→ EXERCISE DESCRIPTION: Among the following entries, say how many lines contain the word "when"; the answer is a number and nothing else.

= = = = = = =

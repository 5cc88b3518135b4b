use serde_json::{Map, Value};
use tabled::{builder::Builder, Table};

use super::{format_value, investor_rows, result_object};

/// Format output as tables: one row per investor, then the scalar and
/// nested sections of the result (summary, levels, totals).
pub fn print_table(value: &Value) {
    let Some(result) = result_object(value) else {
        println!("{}", value);
        return;
    };

    if let Some((rows, columns)) = investor_rows(value) {
        print_rows(rows, columns);
    }

    let mut scalars = Builder::default();
    scalars.push_record(["Field", "Value"]);
    let mut has_scalars = false;
    for (key, val) in result {
        match val {
            Value::Object(section) => print_section(key, section),
            Value::Array(_) if key == "allocations" || key == "investors" => {}
            Value::Array(items) if items.iter().all(Value::is_object) && !items.is_empty() => {
                println!("\n{}:", key);
                print_rows(items, &[]);
            }
            _ => {
                scalars.push_record([key.as_str(), &format_value(val)]);
                has_scalars = true;
            }
        }
    }
    if has_scalars {
        println!("\n{}", Table::from(scalars));
    }

    if let Some(envelope) = value.as_object() {
        print_envelope_notes(envelope);
    }
}

fn print_rows(rows: &[Value], columns: &[&str]) {
    if rows.is_empty() {
        println!("(no investors)");
        return;
    }

    // Without a fixed column list, take the keys of the first row.
    let headers: Vec<String> = if columns.is_empty() {
        match rows.first() {
            Some(Value::Object(first)) => first.keys().cloned().collect(),
            _ => return,
        }
    } else {
        columns.iter().map(|c| c.to_string()).collect()
    };

    let mut builder = Builder::default();
    builder.push_record(&headers);
    for item in rows {
        if let Value::Object(map) = item {
            let row: Vec<String> = headers
                .iter()
                .map(|h| map.get(h.as_str()).map(format_value).unwrap_or_default())
                .collect();
            builder.push_record(row);
        }
    }
    println!("{}", Table::from(builder));
}

fn print_section(name: &str, section: &Map<String, Value>) {
    let mut builder = Builder::default();
    builder.push_record([name, ""]);
    for (key, val) in section {
        builder.push_record([key.as_str(), &format_value(val)]);
    }
    println!("\n{}", Table::from(builder));
}

fn print_envelope_notes(envelope: &Map<String, Value>) {
    if let Some(Value::Array(warnings)) = envelope.get("warnings") {
        if !warnings.is_empty() {
            println!("\nWarnings:");
            for w in warnings {
                if let Value::String(s) = w {
                    println!("  - {}", s);
                }
            }
        }
    }

    if let Some(Value::String(meth)) = envelope.get("methodology") {
        println!("\nMethodology: {}", meth);
    }
}
//! Capital call allocation.
//!
//! - [`pro_rata`]: single-level distribution by share of commitment
//! - [`hierarchical`]: two-level split between intermediate and master holders
//! - [`rounding`]: largest-remainder rounding to currency units
//! - [`call`]: full capital call with summary, dates and warnings

pub mod call;
pub mod hierarchical;
pub mod pro_rata;
pub mod rounding;

use serde::{Deserialize, Serialize};

use crate::types::*;

/// Computed allocation of a capital call to one investor.
#[derive(Debug, Clone, PartialEq, Serialize, Deserialize)]
pub struct InvestorAllocation {
    pub investor_id: String,
    pub investor_name: String,
    pub investor_type: InvestorType,
    pub commitment: Money,
    /// Ownership in percent points. Echoes the investor record when present,
    /// otherwise `allocation_share * 100`.
    pub ownership_percent: Percent,
    /// Commitment / total commitment of the allocation group
    pub allocation_share: Rate,
    /// Amount called from this investor
    pub call_amount: Money,
    /// Capital called before this call
    pub called_to_date: Money,
    /// called_to_date + call_amount
    pub called_after_call: Money,
    /// commitment - called_to_date - call_amount
    pub uncalled_capital: Money,
    #[serde(skip_serializing_if = "Option::is_none")]
    pub hierarchy_level: Option<u8>,
    #[serde(skip_serializing_if = "Option::is_none")]
    pub structure_name: Option<String>,
}

/// Record a user-facing warning and mirror it to the log.
pub(crate) fn push_warning(warnings: &mut Vec<String>, message: String) {
    tracing::warn!(target: "capital_call", "{}", message);
    warnings.push(message);
}
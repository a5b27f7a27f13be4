//! Structured engine error with an explicit cause chain.
//!
//! Every fatal failure in the engine is a [`LensError`]: a short summary,
//! an optional longer detail, bounded context strings, and a list of
//! wrapping layers that reconstructs "who called whom" without relying on
//! a captured native backtrace. The type serializes with an explicit
//! discriminator so the chain survives a process or request boundary.

use serde::{Deserialize, Serialize};

/// Maximum length of a raw-content snippet attached to an error context.
pub const MAX_CONTEXT_SNIPPET: usize = 1000;

/// Broad classification of an engine failure.
#[derive(Debug, Clone, Copy, PartialEq, Eq, Serialize, Deserialize)]
#[serde(rename_all = "snake_case")]
pub enum ErrorKind {
    /// Caller-supplied input was unusable (e.g. an unparseable URL).
    Input,
    /// A transport collaborator reported a failure.
    Fetch,
    /// A document could not be parsed at all.
    Parse,
    /// A document failed a cheap shape gate before full parsing.
    InvalidFormat,
    /// An internal invariant was violated.
    Server,
    Other,
}

/// A fatal, structured error.
#[derive(Debug, Clone, PartialEq, Eq, thiserror::Error, Serialize, Deserialize)]
#[error("{summary}")]
#[serde(tag = "error", rename = "lens")]
pub struct LensError {
    pub kind: ErrorKind,
    /// Short human-readable title.
    pub summary: String,
    /// Longer description, when one exists.
    pub detail: Option<String>,
    /// Debugging context such as parameters or bounded raw-content
    /// snippets, innermost first.
    pub context: Vec<String>,
    /// Wrapping layers, outermost first.
    pub causes: Vec<String>,
}

impl LensError {
    pub fn new(kind: ErrorKind, layer: &str, summary: impl Into<String>) -> Self {
        Self {
            kind,
            summary: summary.into(),
            detail: None,
            context: Vec::new(),
            causes: vec![layer.to_string()],
        }
    }

    pub fn with_detail(mut self, detail: impl Into<String>) -> Self {
        self.detail = Some(detail.into());
        self
    }

    pub fn with_context(mut self, context: impl Into<String>) -> Self {
        self.context.push(context.into());
        self
    }

    /// Wrap an inner error with a new layer.
    ///
    /// Context is the inner context followed by any context later added to
    /// the returned error; the new layer is prepended to the cause chain.
    /// Summary and detail fall through from the inner error unless
    /// overridden with [`with_detail`](Self::with_detail) or by replacing
    /// `summary` directly.
    pub fn wrap(layer: &str, inner: LensError) -> Self {
        let mut causes = Vec::with_capacity(inner.causes.len() + 1);
        causes.push(layer.to_string());
        causes.extend(inner.causes);
        Self {
            kind: inner.kind,
            summary: inner.summary,
            detail: inner.detail,
            context: inner.context,
            causes,
        }
    }

    /// Wrap with a replacement summary, keeping the inner detail and chain.
    pub fn wrap_with(layer: &str, summary: impl Into<String>, inner: LensError) -> Self {
        let mut wrapped = Self::wrap(layer, inner);
        wrapped.summary = summary.into();
        wrapped
    }
}

/// Bound a raw-content snippet for attachment to an error context.
///
/// Truncates to [`MAX_CONTEXT_SNIPPET`] characters on a char boundary.
pub fn snippet(raw: &str) -> String {
    match raw.char_indices().nth(MAX_CONTEXT_SNIPPET) {
        Some((idx, _)) => raw[..idx].to_string(),
        None => raw.to_string(),
    }
}

#[cfg(test)]
mod tests {
    use super::*;

    #[test]
    fn test_wrap_concatenates_context_and_prepends_cause() {
        let inner = LensError::new(ErrorKind::Parse, "parse_sitemap", "bad xml")
            .with_context("url: https://example.com/sitemap.xml");
        let outer = LensError::wrap("inspect_site", inner).with_context("attempt: 1");

        assert_eq!(outer.causes, vec!["inspect_site", "parse_sitemap"]);
        assert_eq!(
            outer.context,
            vec!["url: https://example.com/sitemap.xml", "attempt: 1"]
        );
        assert_eq!(outer.summary, "bad xml");
        assert_eq!(outer.kind, ErrorKind::Parse);
    }

    #[test]
    fn test_wrap_with_replaces_summary_only() {
        let inner = LensError::new(ErrorKind::Parse, "json_ld", "expected value at line 1")
            .with_detail("trailing comma");
        let outer = LensError::wrap_with("extract_html_metadata", "Metadata Parse Failed", inner);

        assert_eq!(outer.summary, "Metadata Parse Failed");
        assert_eq!(outer.detail.as_deref(), Some("trailing comma"));
        assert_eq!(outer.causes, vec!["extract_html_metadata", "json_ld"]);
    }

    #[test]
    fn test_snippet_bounds_content() {
        let long = "x".repeat(5000);
        assert_eq!(snippet(&long).len(), MAX_CONTEXT_SNIPPET);
        assert_eq!(snippet("short"), "short");
    }

    #[test]
    fn test_serde_round_trip_keeps_chain() {
        let err = LensError::new(ErrorKind::InvalidFormat, "parse_robots", "Invalid robots.txt")
            .with_detail("must start with a comment or directive");
        let json = serde_json::to_string(&err).unwrap();
        assert!(json.contains(r#""error":"lens""#));

        let back: LensError = serde_json::from_str(&json).unwrap();
        assert_eq!(back, err);
    }
}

= = = = = = =

→ EXERCISE SOLUTION: 2